Task:
Using the listing below, copy exactly the lines from the one containing "session, &mut state, &general_authenticate);" to the one containing "token missing from", both lines included, and no others.

________

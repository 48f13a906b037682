use clap::{Args, Parser, Subcommand, ValueEnum};
use icao_picc::ca::{CaOid, CaSession, ChipAuthentication};
use icao_picc::ca::asn1::{
    ChipAuthenticationDomainParameterInfo, ChipAuthenticationInfo, ChipAuthenticationPublicKeyInfo,
    decode_security_infos, PrivilegedTerminalInfo, security_info_protocol,
};
use icao_picc::ca::sec_infos::{encode_sec_infos, SecInfoPublicity};
use icao_picc::ca::token::authentication_token;
use icao_picc::card::{CardObject, KeyObject, MasterFile};
use icao_picc::crypt::{DomainParameters, KeyAgreement, StaticKeyPair};
use icao_picc::crypt::dh::ModularGroup;
use icao_picc::crypt::elliptic::curves::StandardizedCurve;
use icao_picc::crypt::kdf::Kdf;
use icao_picc::iso7816::apdu::{CommandApdu, CommandHeader, Data, ResponseApdu};
use icao_picc::oid::Oid;
use icao_picc::oids;
use icao_picc::protocol::CardState;
use icao_picc::sec_status::{MechanismKind, SecContext, SecMechanism, SecStatus, SecurityStatus};
use icao_picc::tlv::{self, Tag, Tlv};
use rand::rngs::OsRng;
use rasn::types::Any;
use subtle::ConstantTimeEq;
use tracing::{debug, info};
use tracing_subscriber::EnvFilter;


#[derive(Clone, Debug, Eq, Hash, Parser, PartialEq)]
#[command(about = "Emulates the chip side of Chip Authentication")]
struct Opts {
    /// Tracing filter directives, e.g. "debug" or "icao_picc=trace"; overrides RUST_LOG.
    #[arg(short, long = "log-level")]
    pub log_level: Option<String>,

    #[command(subcommand)]
    pub mode: Mode,
}

#[derive(Clone, Debug, Eq, Hash, PartialEq, Subcommand)]
enum Mode {
    /// Outputs the Chip Authentication security infos of a freshly generated key.
    SecInfos(SecInfosOpts),

    /// Runs Chip Authentication between the emulated chip and a simulated terminal.
    Demo(KeyOpts),
}

#[derive(Args, Clone, Debug, Eq, Hash, PartialEq)]
struct KeyOpts {
    /// Standardized domain parameters: "modp1024" or a curve name such as "brainpoolP256r1".
    #[arg(short, long = "curve", default_value = "brainpoolP256r1", value_parser = parse_domain_parameter_id)]
    pub domain_parameter_id: u8,

    #[arg(short, long, value_enum, default_value = "aes128")]
    pub suite: Suite,

    #[arg(short, long = "key-id", default_value = "1")]
    pub key_id: u32,

    /// Only advertise the key to privileged terminals.
    #[arg(short, long)]
    pub privileged: bool,
}

#[derive(Args, Clone, Debug, Eq, Hash, PartialEq)]
struct SecInfosOpts {
    #[command(flatten)]
    pub key: KeyOpts,

    #[arg(short = 'u', long, value_enum, default_value = "plain")]
    pub publicity: Publicity,
}

#[derive(Clone, Copy, Debug, Eq, Hash, Ord, PartialEq, PartialOrd, ValueEnum)]
enum Suite {
    #[value(name = "3des")]
    TripleDes,
    Aes128,
    Aes192,
    Aes256,
}

#[derive(Clone, Copy, Debug, Eq, Hash, Ord, PartialEq, PartialOrd, ValueEnum)]
enum Publicity {
    Plain,
    Authenticated,
    Privileged,
}
impl From<Publicity> for SecInfoPublicity {
    fn from(value: Publicity) -> Self {
        match value {
            Publicity::Plain => SecInfoPublicity::Plain,
            Publicity::Authenticated => SecInfoPublicity::Authenticated,
            Publicity::Privileged => SecInfoPublicity::Privileged,
        }
    }
}


/// Name of the 1024-bit MODP group with 160-bit prime order subgroup.
const MODP_1024_NAME: &str = "modp1024";

fn parse_domain_parameter_id(name: &str) -> Result<u8, String> {
    if name.eq_ignore_ascii_case(MODP_1024_NAME) {
        return Ok(0);
    }
    StandardizedCurve::ALL.into_iter()
        .find(|curve| curve.name().eq_ignore_ascii_case(name))
        .map(|curve| curve.id())
        .ok_or_else(|| {
            let known: Vec<&str> = StandardizedCurve::ALL.iter()
                .map(|curve| curve.name())
                .collect();
            format!("unknown domain parameters {:?}; known: {}, {}", name, MODP_1024_NAME, known.join(", "))
        })
}

fn domain_parameters(id: u8) -> DomainParameters {
    if id == 0 {
        let group = ModularGroup::modp_1024_160()
            .expect("failed to assemble MODP group");
        return DomainParameters::DiffieHellman(group);
    }
    let Some(curve) = StandardizedCurve::from_id(id) else {
        panic!("unsupported standardized domain parameters {}", id)
    };
    let curve = curve.curve()
        .expect("failed to assemble curve");
    DomainParameters::PrimeWeierstrassEllipticDiffieHellman(curve)
}

fn ca_oid(key_agreement: KeyAgreement, suite: Suite) -> CaOid {
    let arcs = match (key_agreement, suite) {
        (KeyAgreement::DiffieHellman, Suite::TripleDes) => oids::CA_DH_3DES_CBC_CBC,
        (KeyAgreement::DiffieHellman, Suite::Aes128) => oids::CA_DH_AES_CBC_CMAC_128,
        (KeyAgreement::DiffieHellman, Suite::Aes192) => oids::CA_DH_AES_CBC_CMAC_192,
        (KeyAgreement::DiffieHellman, Suite::Aes256) => oids::CA_DH_AES_CBC_CMAC_256,
        (KeyAgreement::EllipticCurveDiffieHellman, Suite::TripleDes) => oids::CA_ECDH_3DES_CBC_CBC,
        (KeyAgreement::EllipticCurveDiffieHellman, Suite::Aes128) => oids::CA_ECDH_AES_CBC_CMAC_128,
        (KeyAgreement::EllipticCurveDiffieHellman, Suite::Aes192) => oids::CA_ECDH_AES_CBC_CMAC_192,
        (KeyAgreement::EllipticCurveDiffieHellman, Suite::Aes256) => oids::CA_ECDH_AES_CBC_CMAC_256,
    };
    CaOid::try_from(Oid::from_arcs(arcs))
        .expect("known Chip Authentication OID not recognized")
}

fn generate_key_pair(params: &DomainParameters) -> StaticKeyPair {
    let private_key = params.generate_private_key(&mut OsRng)
        .expect("failed to generate private key");
    StaticKeyPair::new(params.clone(), private_key)
        .expect("failed to calculate public key")
}

/// Assembles a card holding a single Chip Authentication key.
fn make_card(opts: &KeyOpts) -> (MasterFile, CaOid, StaticKeyPair) {
    let params = domain_parameters(opts.domain_parameter_id);
    let ca_oid = ca_oid(params.key_agreement(), opts.suite);
    let key_pair = generate_key_pair(&params);
    let key = KeyObject::new(key_pair.clone(), Some(opts.key_id), vec![ca_oid.oid().clone()], opts.privileged);
    let card = MasterFile::new()
        .with(CardObject::Key(key))
        .expect("failed to store key");
    (card, ca_oid, key_pair)
}

/// Encodes a key reference with as few bytes as possible.
fn key_reference_bytes(key_reference: u32) -> Vec<u8> {
    let bytes = key_reference.to_be_bytes();
    let first_significant = bytes.iter()
        .position(|b| *b != 0x00)
        .unwrap_or(bytes.len() - 1);
    bytes[first_significant..].to_vec()
}

fn exchange(
    ca: &ChipAuthentication,
    session: &mut CaSession,
    state: &mut CardState,
    command: &CommandApdu,
) -> ResponseApdu {
    let command_bytes = command.to_bytes()
        .expect("failed to serialize command");
    println!(">> command:");
    print!("{}", icao_picc::hexdump(&command_bytes));

    let sec_status = state.sec_status.clone();
    let response = ca.process(session, &sec_status, command)
        .apply(state);

    println!("<< response ({}):", response.status);
    print!("{}", icao_picc::hexdump(&response.to_bytes()));
    response
}


fn sec_infos(opts: &SecInfosOpts) {
    let (card, ca_oid, _key_pair) = make_card(&opts.key);
    info!("generated {} key with reference {}", ca_oid, opts.key.key_id);

    let encoded = encode_sec_infos(opts.publicity.into(), &card)
        .expect("failed to encode security infos");
    print!("{}", icao_picc::hexdump(&encoded));

    let infos = decode_security_infos(&encoded)
        .expect("failed to decode security infos");
    for info in &infos {
        print_security_info(info, 0);
    }
}

fn print_security_info(info: &Any, depth: usize) {
    let indent = "  ".repeat(depth);
    let Some(protocol_arcs) = security_info_protocol(info) else {
        println!("{}(unknown structure)", indent);
        return;
    };
    let protocol = Oid::from_arcs(&protocol_arcs);

    if &*protocol_arcs == oids::PRIVILEGED_TERMINAL_INFO {
        println!("{}PrivilegedTerminalInfo", indent);
        let privileged: PrivilegedTerminalInfo = rasn::der::decode(info.as_bytes())
            .expect("failed to decode PrivilegedTerminalInfo");
        let inner = decode_security_infos(privileged.privileged_terminal_infos.as_bytes())
            .expect("failed to decode privileged security infos");
        for inner_info in &inner {
            print_security_info(inner_info, depth + 1);
        }
    } else if let Ok(ca_info) = rasn::der::decode::<ChipAuthenticationInfo>(info.as_bytes()) {
        println!("{}ChipAuthenticationInfo {} version {:?} key {:?}", indent, protocol, ca_info.version, ca_info.key_id);
    } else if let Ok(pk_info) = rasn::der::decode::<ChipAuthenticationPublicKeyInfo>(info.as_bytes()) {
        println!(
            "{}ChipAuthenticationPublicKeyInfo {} ({} key bytes) key {:?}",
            indent, protocol, pk_info.chip_authentication_public_key.subject_public_key.as_raw_slice().len(), pk_info.key_id,
        );
    } else if let Ok(dp_info) = rasn::der::decode::<ChipAuthenticationDomainParameterInfo>(info.as_bytes()) {
        println!(
            "{}ChipAuthenticationDomainParameterInfo {} algorithm {} key {:?}",
            indent, protocol, Oid::from_arcs(&dp_info.domain_parameter.algorithm), dp_info.key_id,
        );
    } else {
        println!("{}{}", indent, protocol);
    }
}


fn demo(opts: &KeyOpts) {
    let (card, ca_oid, chip_key) = make_card(opts);
    let params = chip_key.domain_parameters();
    println!("chip key: {} ({}), reference {}", ca_oid.name(), params.key_agreement_algorithm(), opts.key_id);

    // Terminal Authentication has already taken place; the terminal committed to this key
    let terminal_key = generate_key_pair(params);
    let terminal_public_key = params.encode_public_key(terminal_key.public_key())
        .expect("failed to encode terminal public key");
    let compressed = params.compress(terminal_key.public_key())
        .expect("failed to compress terminal public key");
    let mut sec_status = SecStatus::new();
    sec_status.publish(
        SecContext::Application,
        SecMechanism::TerminalAuthentication {
            compressed_ephemeral_public_key: compressed,
        },
    );
    let mut state = CardState::new(sec_status);

    let ca = ChipAuthentication::new(&card);
    let mut session = CaSession::new();

    // MSE:Set AT
    let set_at_data = tlv::serialize_all(&[
        Tlv::primitive(Tag::CONTEXT_80, ca_oid.oid().as_bytes()).expect("failed to encode OID"),
        Tlv::primitive(Tag::CONTEXT_84, key_reference_bytes(opts.key_id)).expect("failed to encode key reference"),
    ]);
    let set_at = CommandApdu {
        header: CommandHeader::new(0x00, 0x22, 0x41, 0xA4),
        data: Data::new(set_at_data, None).expect("failed to assemble MSE:Set AT"),
    };
    let response = exchange(&ca, &mut session, &mut state, &set_at);
    if !response.status.is_success() {
        panic!("MSE:Set AT failed with {}", response.status);
    }

    // General Authenticate
    let general_authenticate_data = Tlv::constructed(Tag::DYNAMIC_AUTHENTICATION_DATA, vec![
        Tlv::primitive(Tag::CONTEXT_80, terminal_public_key).expect("failed to encode public key"),
    ]).expect("failed to encode dynamic authentication data");
    let general_authenticate = CommandApdu {
        header: CommandHeader::new(0x00, 0x86, 0x00, 0x00),
        data: Data::new(general_authenticate_data.to_bytes(), Some(256)).expect("failed to assemble General Authenticate"),
    };
    let response = exchange(&ca, &mut session, &mut state, &general_authenticate);
    if !response.status.is_success() {
        panic!("General Authenticate failed with {}", response.status);
    }

    // verify the chip from the terminal's point of view
    let objects = tlv::parse_all(&response.data)
        .expect("failed to parse General Authenticate response");
    let nonce = tlv::find_in(&objects, &[Tag::DYNAMIC_AUTHENTICATION_DATA, Tag::CONTEXT_81])
        .and_then(|o| o.value())
        .expect("nonce missing from response");
    let token = tlv::find_in(&objects, &[Tag::DYNAMIC_AUTHENTICATION_DATA, Tag::CONTEXT_82])
        .and_then(|o| o.value())
        .expect("authentication token missing from response");

    let secret = params.agree(terminal_key.private_key(), chip_key.public_key())
        .expect("terminal failed to agree on shared secret");
    let kdf = Kdf::new(ca_oid.key_length())
        .expect("unsupported key length");
    let k_mac = kdf.derive_mac_key(&secret, nonce);
    let k_enc = kdf.derive_encryption_key(&secret, nonce);
    let expected_token = authentication_token(&ca_oid, params, terminal_key.public_key(), &k_mac)
        .expect("terminal failed to calculate authentication token");
    debug!("expected token {}", icao_picc::hex(&expected_token));

    let token_valid = bool::from(expected_token.as_slice().ct_eq(token));
    println!("authentication token valid: {}", token_valid);

    let keys_match = state.secure_messaging.as_ref()
        .map(|sm| sm.encryption_key() == k_enc.as_slice() && sm.mac_key() == k_mac.as_slice())
        .unwrap_or(false);
    println!("session keys match:         {}", keys_match);
    println!("protocol completed:         {}", state.completed);
    if let Some(mechanism) = state.sec_status.find_mechanism(SecContext::Application, MechanismKind::ChipAuthentication) {
        println!("recorded mechanism:         {:?}", mechanism.kind());
    }
}


fn main() {
    let opts = Opts::parse();

    let filter = match &opts.log_level {
        Some(directives) => EnvFilter::new(directives),
        None => EnvFilter::try_from_default_env()
            .unwrap_or_else(|_| EnvFilter::new("warn")),
    };
    tracing_subscriber::fmt()
        .with_env_filter(filter)
        .with_writer(std::io::stderr)
        .init();

    match &opts.mode {
        Mode::SecInfos(sec_infos_opts) => sec_infos(sec_infos_opts),
        Mode::Demo(key_opts) => demo(key_opts),
    }
}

________

Written reply:
    let response = exchange(&ca, &mut session, &mut state, &general_authenticate);
    if !response.status.is_success() {
        panic!("General Authenticate failed with {}", response.status);
    }

    // verify the chip from the terminal's point of view
    let objects = tlv::parse_all(&response.data)
        .expect("failed to parse General Authenticate response");
    let nonce = tlv::find_in(&objects, &[Tag::DYNAMIC_AUTHENTICATION_DATA, Tag::CONTEXT_81])
        .and_then(|o| o.value())
        .expect("nonce missing from response");
    let token = tlv::find_in(&objects, &[Tag::DYNAMIC_AUTHENTICATION_DATA, Tag::CONTEXT_82])
        .and_then(|o| o.value())
        .expect("authentication token missing from response");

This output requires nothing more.